Your answer must be a single number: the count of lines in the entries below that hold "contains".

___ The data ___

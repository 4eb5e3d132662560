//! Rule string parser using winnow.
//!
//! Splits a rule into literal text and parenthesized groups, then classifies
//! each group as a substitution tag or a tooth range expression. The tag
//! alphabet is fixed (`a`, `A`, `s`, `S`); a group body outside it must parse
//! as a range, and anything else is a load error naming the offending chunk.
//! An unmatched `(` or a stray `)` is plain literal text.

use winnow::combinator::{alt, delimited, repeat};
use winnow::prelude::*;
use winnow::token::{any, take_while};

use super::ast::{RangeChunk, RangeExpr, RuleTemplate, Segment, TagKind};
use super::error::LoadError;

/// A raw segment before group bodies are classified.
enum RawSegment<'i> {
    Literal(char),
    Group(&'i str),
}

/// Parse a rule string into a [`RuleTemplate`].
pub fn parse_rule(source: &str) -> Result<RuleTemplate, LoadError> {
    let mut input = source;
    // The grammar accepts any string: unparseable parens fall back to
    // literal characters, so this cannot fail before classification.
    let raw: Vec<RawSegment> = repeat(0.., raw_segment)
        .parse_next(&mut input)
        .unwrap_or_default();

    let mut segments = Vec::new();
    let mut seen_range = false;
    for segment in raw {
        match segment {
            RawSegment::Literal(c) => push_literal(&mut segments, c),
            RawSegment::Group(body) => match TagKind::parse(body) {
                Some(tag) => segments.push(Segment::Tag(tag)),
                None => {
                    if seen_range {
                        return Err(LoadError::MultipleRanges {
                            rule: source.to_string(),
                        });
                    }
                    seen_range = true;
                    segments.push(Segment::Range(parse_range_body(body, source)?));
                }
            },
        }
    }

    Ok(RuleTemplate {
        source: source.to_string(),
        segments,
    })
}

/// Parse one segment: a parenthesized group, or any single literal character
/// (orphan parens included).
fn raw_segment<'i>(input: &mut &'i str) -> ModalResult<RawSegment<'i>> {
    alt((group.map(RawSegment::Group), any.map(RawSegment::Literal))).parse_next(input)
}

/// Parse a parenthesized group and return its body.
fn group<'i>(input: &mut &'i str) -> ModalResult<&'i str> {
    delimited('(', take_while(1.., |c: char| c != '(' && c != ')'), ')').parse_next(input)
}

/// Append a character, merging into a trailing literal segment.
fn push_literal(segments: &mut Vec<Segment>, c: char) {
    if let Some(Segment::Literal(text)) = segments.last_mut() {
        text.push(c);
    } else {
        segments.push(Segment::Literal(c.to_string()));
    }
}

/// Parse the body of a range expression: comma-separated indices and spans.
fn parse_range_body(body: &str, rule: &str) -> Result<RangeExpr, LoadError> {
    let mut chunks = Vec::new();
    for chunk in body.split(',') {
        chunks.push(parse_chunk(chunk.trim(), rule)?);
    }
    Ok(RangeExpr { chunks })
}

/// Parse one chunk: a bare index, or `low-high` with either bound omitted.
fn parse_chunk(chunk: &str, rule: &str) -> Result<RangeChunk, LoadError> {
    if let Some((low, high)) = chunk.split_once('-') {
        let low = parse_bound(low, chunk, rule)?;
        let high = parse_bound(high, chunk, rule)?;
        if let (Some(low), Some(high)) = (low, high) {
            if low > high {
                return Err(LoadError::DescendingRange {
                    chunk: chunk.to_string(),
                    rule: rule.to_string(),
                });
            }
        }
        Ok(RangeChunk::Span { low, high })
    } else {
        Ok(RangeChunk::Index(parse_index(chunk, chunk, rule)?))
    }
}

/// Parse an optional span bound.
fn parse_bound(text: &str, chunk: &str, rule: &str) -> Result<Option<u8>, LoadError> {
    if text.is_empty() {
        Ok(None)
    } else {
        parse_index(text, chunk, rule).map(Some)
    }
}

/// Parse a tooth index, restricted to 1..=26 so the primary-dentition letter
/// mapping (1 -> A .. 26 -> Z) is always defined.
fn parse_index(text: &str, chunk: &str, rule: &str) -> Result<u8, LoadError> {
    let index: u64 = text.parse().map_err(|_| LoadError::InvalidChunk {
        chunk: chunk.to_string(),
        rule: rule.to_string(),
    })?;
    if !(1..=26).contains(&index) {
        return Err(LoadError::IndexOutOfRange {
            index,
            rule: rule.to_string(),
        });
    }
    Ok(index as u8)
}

___
___ The data ___

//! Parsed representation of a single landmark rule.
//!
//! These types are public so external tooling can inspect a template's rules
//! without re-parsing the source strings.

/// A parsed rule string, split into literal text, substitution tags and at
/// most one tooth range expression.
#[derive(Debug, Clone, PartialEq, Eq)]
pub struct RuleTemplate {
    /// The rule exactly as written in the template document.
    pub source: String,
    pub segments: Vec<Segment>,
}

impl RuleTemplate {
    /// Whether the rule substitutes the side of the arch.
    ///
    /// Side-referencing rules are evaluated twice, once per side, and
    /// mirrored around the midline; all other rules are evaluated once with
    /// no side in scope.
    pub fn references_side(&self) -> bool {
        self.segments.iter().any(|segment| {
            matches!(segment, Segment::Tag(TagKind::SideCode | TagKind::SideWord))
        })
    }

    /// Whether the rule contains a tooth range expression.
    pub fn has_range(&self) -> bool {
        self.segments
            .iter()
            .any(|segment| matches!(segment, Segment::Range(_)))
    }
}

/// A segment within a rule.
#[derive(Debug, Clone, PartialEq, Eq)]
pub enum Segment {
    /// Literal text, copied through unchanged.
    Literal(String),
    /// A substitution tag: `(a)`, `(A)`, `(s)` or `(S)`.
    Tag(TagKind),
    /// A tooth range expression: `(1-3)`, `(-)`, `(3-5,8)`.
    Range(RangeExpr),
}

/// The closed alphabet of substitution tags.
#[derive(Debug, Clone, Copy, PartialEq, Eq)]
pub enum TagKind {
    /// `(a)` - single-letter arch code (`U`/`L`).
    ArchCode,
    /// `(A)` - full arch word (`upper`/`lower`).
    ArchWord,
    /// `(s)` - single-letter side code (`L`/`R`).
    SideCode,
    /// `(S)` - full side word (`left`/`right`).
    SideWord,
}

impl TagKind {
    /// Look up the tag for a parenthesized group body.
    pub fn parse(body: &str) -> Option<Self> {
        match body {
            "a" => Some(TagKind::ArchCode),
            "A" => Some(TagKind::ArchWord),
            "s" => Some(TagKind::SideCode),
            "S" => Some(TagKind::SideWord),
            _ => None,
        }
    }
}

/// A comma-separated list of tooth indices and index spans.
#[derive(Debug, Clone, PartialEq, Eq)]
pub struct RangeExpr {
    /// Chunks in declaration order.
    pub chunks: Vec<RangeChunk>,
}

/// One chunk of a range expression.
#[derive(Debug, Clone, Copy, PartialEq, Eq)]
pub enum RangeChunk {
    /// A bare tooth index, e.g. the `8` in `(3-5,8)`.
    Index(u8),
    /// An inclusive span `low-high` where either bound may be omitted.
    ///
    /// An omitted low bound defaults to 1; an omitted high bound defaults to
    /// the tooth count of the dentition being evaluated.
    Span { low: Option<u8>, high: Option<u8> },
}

___

Answer space:
2